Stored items
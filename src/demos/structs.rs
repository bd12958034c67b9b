//! Structs and methods: value receivers, reference receivers, constructors.

use std::fmt;

#[derive(Debug, Clone, Copy, PartialEq)]
struct Vertex {
    x: f64,
    y: f64,
}

impl Vertex {
    const ORIGIN: Vertex = Vertex { x: 0.0, y: 0.0 };

    fn new(x: f64, y: f64) -> Self {
        Self { x, y }
    }

    // Takes `self` by reference: reads only.
    fn abs(&self) -> f64 {
        (self.x * self.x + self.y * self.y).sqrt()
    }

    // Takes `self` by mutable reference: changes the caller's value.
    fn scale(&mut self, factor: f64) {
        self.x *= factor;
        self.y *= factor;
    }

    // Takes `self` by value: consumes a copy and returns a new one.
    fn translated(self, dx: f64, dy: f64) -> Self {
        Self {
            x: self.x + dx,
            y: self.y + dy,
        }
    }
}

impl fmt::Display for Vertex {
    fn fmt(&self, f: &mut fmt::Formatter<'_>) -> fmt::Result {
        write!(f, "({:.1}, {:.1})", self.x, self.y)
    }
}

#[derive(Debug, Default)]
struct Account {
    owner: String,
    balance_cents: i64,
    frozen: bool,
}

fn literals_and_defaults() {
    let v = Vertex::new(3.0, 4.0);
    println!("v = {v}, |v| = {}", v.abs());
    println!("debug: {:?}", v);
    println!("origin: {}", Vertex::ORIGIN);

    let a = Account {
        owner: "alice".into(),
        ..Default::default()
    };
    println!(
        "account with defaults: owner={} balance={} frozen={}",
        a.owner, a.balance_cents, a.frozen
    );

    // Anonymous struct equivalent: a tuple or a local struct.
    let point = (1, "one");
    println!("tuple: {} is {}", point.0, point.1);
}

fn receivers() {
    let mut v = Vertex::new(3.0, 4.0);
    v.scale(10.0);
    println!("after scale(10): {v}");

    let moved = v.translated(1.0, 1.0);
    println!("translated copy: {moved}, original still {v} (Vertex is Copy)");

    let r = &mut v;
    r.scale(0.5); // auto-deref: no explicit (*r).scale
    println!("scaled through a reference: {v}");
}

fn comparison() {
    let a = Vertex::new(1.0, 2.0);
    let b = Vertex { x: 1.0, ..a };
    println!("a == b: {}", a == b);
}

pub fn run() {
    println!("=== Structs ===\n");

    println!("--- Literals ---");
    literals_and_defaults();

    println!("\n--- Method receivers ---");
    receivers();

    println!("\n--- Equality ---");
    comparison();

    println!("\n=== Key Points ===");
    println!("1. &self reads, &mut self mutates, self consumes");
    println!("2. Method calls auto-reference and auto-dereference");
    println!("3. Derive Debug/Clone/PartialEq instead of writing them by hand");
}
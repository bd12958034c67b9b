//! Loading a has-many relation: lazy loading (one query per parent) versus
//! preloading (one `IN` query), plus a conditional preload.

use crate::orm::{seed, Author, Store, StoreError};

fn show(authors: &[Author]) {
    for author in authors {
        let titles: Vec<String> = author
            .books
            .iter()
            .map(|b| format!("{} ({})", b.title, b.year))
            .collect();
        println!("  {}: {}", author.name, titles.join(", "));
    }
}

fn compare() -> Result<(), StoreError> {
    let store = Store::open_in_memory()?;
    seed(&store)?;

    println!("--- Lazy loading (N+1) ---");
    store.reset_statements();
    let mut authors = store.authors()?;
    store.load_books(&mut authors)?;
    show(&authors);
    println!("  statements: {} (1 for authors + {} for books)", store.statements(), authors.len());

    println!("\n--- Preload ---");
    store.reset_statements();
    let authors = store.authors_with_books()?;
    show(&authors);
    println!("  statements: {}", store.statements());

    println!("\n--- Conditional preload (books since 1980) ---");
    store.reset_statements();
    let recent = store.authors_with_books_since(1980)?;
    show(&recent);
    println!("  statements: {}", store.statements());

    Ok(())
}

pub fn run() {
    println!("=== Preload ===\n");

    if let Err(err) = compare() {
        println!("error: {err}");
        return;
    }

    println!("\n=== Key Points ===");
    println!("1. Loading a relation per row costs N+1 round trips");
    println!("2. Preloading fetches every child row in one IN query");
    println!("3. The statement count stays flat as the number of parents grows");
}
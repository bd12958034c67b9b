//! Channels: unbuffered (rendezvous) and buffered channels, closing by
//! dropping senders, ranging over a receiver, and fan-in.

use std::thread;
use std::time::Duration;

use crossbeam::channel::{bounded, unbounded, Receiver, Sender};

fn sum_into(values: Vec<i32>, out: Sender<i32>) {
    let total = values.iter().sum();
    // The receiver may have gone away; nothing to do then.
    let _ = out.send(total);
}

fn split_sum(values: Vec<i32>) -> (i32, i32) {
    let (tx, rx) = unbounded();
    let (left, right) = values.split_at(values.len() / 2);

    let tx2 = tx.clone();
    let l = left.to_vec();
    let r = right.to_vec();
    let h1 = thread::spawn(move || sum_into(l, tx));
    let h2 = thread::spawn(move || sum_into(r, tx2));

    let x = rx.recv().unwrap_or_default();
    let y = rx.recv().unwrap_or_default();
    let _ = (h1.join(), h2.join());
    (x, y)
}

fn rendezvous() {
    // Capacity 0: every send waits for a matching receive.
    let (tx, rx) = bounded::<&str>(0);
    let handle = thread::spawn(move || {
        for msg in ["ping", "pong", "done"] {
            println!("  sending {msg}");
            if tx.send(msg).is_err() {
                break;
            }
        }
    });
    thread::sleep(Duration::from_millis(20));
    for msg in rx.iter() {
        println!("  received {msg}");
    }
    let _ = handle.join();
}

fn buffered() -> Vec<i32> {
    let (tx, rx) = bounded(2);
    let _ = tx.send(1);
    let _ = tx.send(2);
    println!("  buffer full: try_send(3) -> {:?}", tx.try_send(3).is_err());
    println!("  len = {}, capacity = {:?}", rx.len(), rx.capacity());
    drop(tx);
    let drained: Vec<i32> = rx.iter().collect();
    drained
}

fn fibonacci(n: usize, out: Sender<u64>) {
    let (mut a, mut b) = (0u64, 1u64);
    for _ in 0..n {
        if out.send(a).is_err() {
            return;
        }
        (a, b) = (b, a + b);
    }
    // Dropping `out` closes the channel and ends the range loop.
}

fn range_over_channel(n: usize) -> Vec<u64> {
    let (tx, rx) = bounded(4);
    let producer = thread::spawn(move || fibonacci(n, tx));
    let seen: Vec<u64> = rx.iter().collect();
    let _ = producer.join();
    seen
}

fn fan_in(inputs: Vec<Receiver<String>>) -> Receiver<String> {
    let (tx, rx) = unbounded();
    for input in inputs {
        let tx = tx.clone();
        // Each forwarder exits once its input closes, dropping its Sender.
        thread::spawn(move || {
            for msg in input.iter() {
                if tx.send(msg).is_err() {
                    break;
                }
            }
        });
    }
    drop(tx);
    rx
}

fn multiplex() -> Vec<String> {
    let mut inputs = Vec::new();
    let mut producers = Vec::new();
    for name in ["alpha", "beta"] {
        let (tx, rx) = unbounded();
        inputs.push(rx);
        producers.push(thread::spawn(move || {
            for i in 0..2 {
                let _ = tx.send(format!("{name}-{i}"));
            }
        }));
    }
    let merged = fan_in(inputs);
    for p in producers {
        let _ = p.join();
    }
    // The merged channel closes when every forwarder is done.
    let mut all: Vec<String> = merged.iter().collect();
    all.sort();
    all
}

pub fn run() {
    println!("=== Channels ===\n");

    println!("--- Summing in two threads ---");
    let (x, y) = split_sum(vec![7, 2, 8, -9, 4, 0]);
    println!("  partial sums {x} and {y}, total {}", x + y);

    println!("\n--- Unbuffered ---");
    rendezvous();

    println!("\n--- Buffered ---");
    println!("  drained after close: {:?}", buffered());

    println!("\n--- Range until closed ---");
    println!("  {:?}", range_over_channel(10));

    println!("\n--- Fan-in ---");
    println!("  merged: {:?}", multiplex());

    println!("\n=== Key Points ===");
    println!("1. A channel closes when every Sender is dropped");
    println!("2. bounded(0) is a rendezvous; bounded(n) buffers n messages");
    println!("3. Iterating a Receiver stops once the channel is closed and empty");
}

#[cfg(test)]
mod tests {
    use super::*;

    #[test]
    fn test_split_sum_halves() {
        let (x, y) = split_sum(vec![7, 2, 8, -9, 4, 0]);
        // Arrival order is not fixed.
        let mut parts = [x, y];
        parts.sort();
        assert_eq!(parts, [-5, 17]);
    }

    #[test]
    fn test_buffered_drains_after_close() {
        assert_eq!(buffered(), vec![1, 2]);
    }

    #[test]
    fn test_range_stops_when_sender_dropped() {
        assert_eq!(range_over_channel(10), vec![0, 1, 1, 2, 3, 5, 8, 13, 21, 34]);
        assert!(range_over_channel(0).is_empty());
    }

    #[test]
    fn test_fan_in_delivers_everything_then_closes() {
        assert_eq!(multiplex(), vec!["alpha-0", "alpha-1", "beta-0", "beta-1"]);
    }

    #[test]
    fn test_fan_in_with_no_inputs_is_closed() {
        let merged = fan_in(Vec::new());
        assert!(merged.recv().is_err());
    }
}
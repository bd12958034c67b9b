//! A tour of language features and library patterns, one small demo per topic.
//!
//! Every demo is a plain `fn()` registered under a PascalCase name in
//! [`registry::DEMOS`]. The `tour` binary picks one by name and runs it:
//!
//! ```text
//! cargo run --bin tour -- Pointers
//! ```

pub mod config;
pub mod demos;
pub mod dispatch;
pub mod logging;
pub mod orm;
pub mod registry;
pub mod web;

pub use dispatch::{Action, Outcome};
pub use registry::{Demo, Registry};
//! Web support for the `Routes`, `Middleware` and `JWTAuth` demos: a
//! loopback server for an `axum::Router`, JWT helpers, and a client.

pub mod jwt;
pub mod server;

use std::time::Duration;

use axum::http::StatusCode;
use axum::response::{IntoResponse, Response};
use axum::Json;
use serde_json::json;

pub use server::{spawn, RunningServer, ServerError};

/// `{"error": message}` with `status`.
pub fn error(status: StatusCode, message: impl Into<String>) -> Response {
    (status, Json(json!({ "error": message.into() }))).into_response()
}

/// HTTP client for talking to a demo server on loopback.
///
/// Proxies are disabled: a proxy from the environment must never see
/// loopback traffic.
pub fn client() -> reqwest::Result<reqwest::Client> {
    reqwest::Client::builder()
        .no_proxy()
        .timeout(Duration::from_secs(5))
        .build()
}

/// A current-thread runtime for one demo call. Dropped before the demo
/// returns.
pub fn runtime() -> std::io::Result<tokio::runtime::Runtime> {
    tokio::runtime::Builder::new_current_thread()
        .enable_all()
        .build()
}

#[cfg(test)]
mod tests {
    use super::*;

    #[tokio::test]
    async fn test_error_body_is_json() {
        let reply = error(StatusCode::NOT_FOUND, "gone");
        assert_eq!(reply.status(), StatusCode::NOT_FOUND);

        let bytes = axum::body::to_bytes(reply.into_body(), usize::MAX).await.unwrap();
        let body: serde_json::Value = serde_json::from_slice(&bytes).unwrap();
        assert_eq!(body, json!({ "error": "gone" }));
    }
}
//! Strings: UTF-8 bytes vs chars, `String` vs `&str`, building strings,
//! and pattern matching with `regex`.

use std::fmt::Write as _;

use regex::Regex;

fn bytes_and_chars() {
    let s = "héllo, 世界";
    println!("{s:?}: {} bytes, {} chars", s.len(), s.chars().count());

    for (i, c) in s.char_indices().take(3) {
        println!("  byte offset {i}: {c:?} ({} bytes)", c.len_utf8());
    }
    println!("  first byte 0x{:02x}", s.as_bytes()[0]);

    // Slicing is by byte offset and must land on a char boundary.
    println!("  &s[0..1] = {:?}", &s[0..1]);
    println!("  s.get(0..2) = {:?} (splits 'é')", s.get(0..2));
}

fn owned_and_borrowed() {
    let literal: &str = "static text";
    let mut owned: String = literal.to_owned();
    owned.push_str(", now growable");
    owned.push('!');
    println!("{owned}");

    fn shout(s: &str) -> String {
        s.to_uppercase()
    }
    println!("shout(&owned) = {}", shout(&owned));
}

fn building() {
    let mut out = String::with_capacity(64);
    for i in 1..=3 {
        let _ = write!(out, "item{i};");
    }
    println!("write! into String: {out}");

    let parts = ["a", "b", "c"];
    println!("join: {}", parts.join("-"));
    println!("concat: {}", parts.concat());
    println!("repeat: {}", "ab".repeat(3));
}

fn common_operations() {
    let line = "  key = value with spaces  ";
    let trimmed = line.trim();
    if let Some((k, v)) = trimmed.split_once('=') {
        println!("split_once: key={:?} value={:?}", k.trim(), v.trim());
    }
    println!("contains(\"value\") = {}", line.contains("value"));
    println!("replace: {}", trimmed.replace("spaces", "tabs"));
    let fields: Vec<&str> = "a,b,,c".split(',').collect();
    println!("split(','): {:?}", fields);
    let words: Vec<&str> = "one  two\tthree".split_whitespace().collect();
    println!("split_whitespace: {:?}", words);
}

fn patterns() {
    let log = "2024-03-01 ERROR disk full\n2024-03-02 INFO ok\n2024-03-03 ERROR fan failure";
    let re = match Regex::new(r"(?m)^(\d{4}-\d{2}-\d{2}) ERROR (.+)$") {
        Ok(re) => re,
        Err(err) => {
            println!("error: {err}");
            return;
        }
    };
    for caps in re.captures_iter(log) {
        println!("  {} -> {}", &caps[1], &caps[2]);
    }
}

pub fn run() {
    println!("=== Strings ===\n");

    println!("--- Bytes and chars ---");
    bytes_and_chars();

    println!("\n--- String and &str ---");
    owned_and_borrowed();

    println!("\n--- Building ---");
    building();

    println!("\n--- Everyday operations ---");
    common_operations();

    println!("\n--- Regular expressions ---");
    patterns();

    println!("\n=== Key Points ===");
    println!("1. Strings are UTF-8; len() counts bytes");
    println!("2. &str borrows, String owns");
    println!("3. Index by byte range, iterate by chars()");
}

*PROBLEM DESCRIPTION*:
Wherever the string "impl" appears in the records, copy the whole line.

*ANSWER TO THE PROBLEM*:
impl Vertex {
impl fmt::Display for Vertex {
pub fn error(status: StatusCode, message: impl Into<String>) -> Response {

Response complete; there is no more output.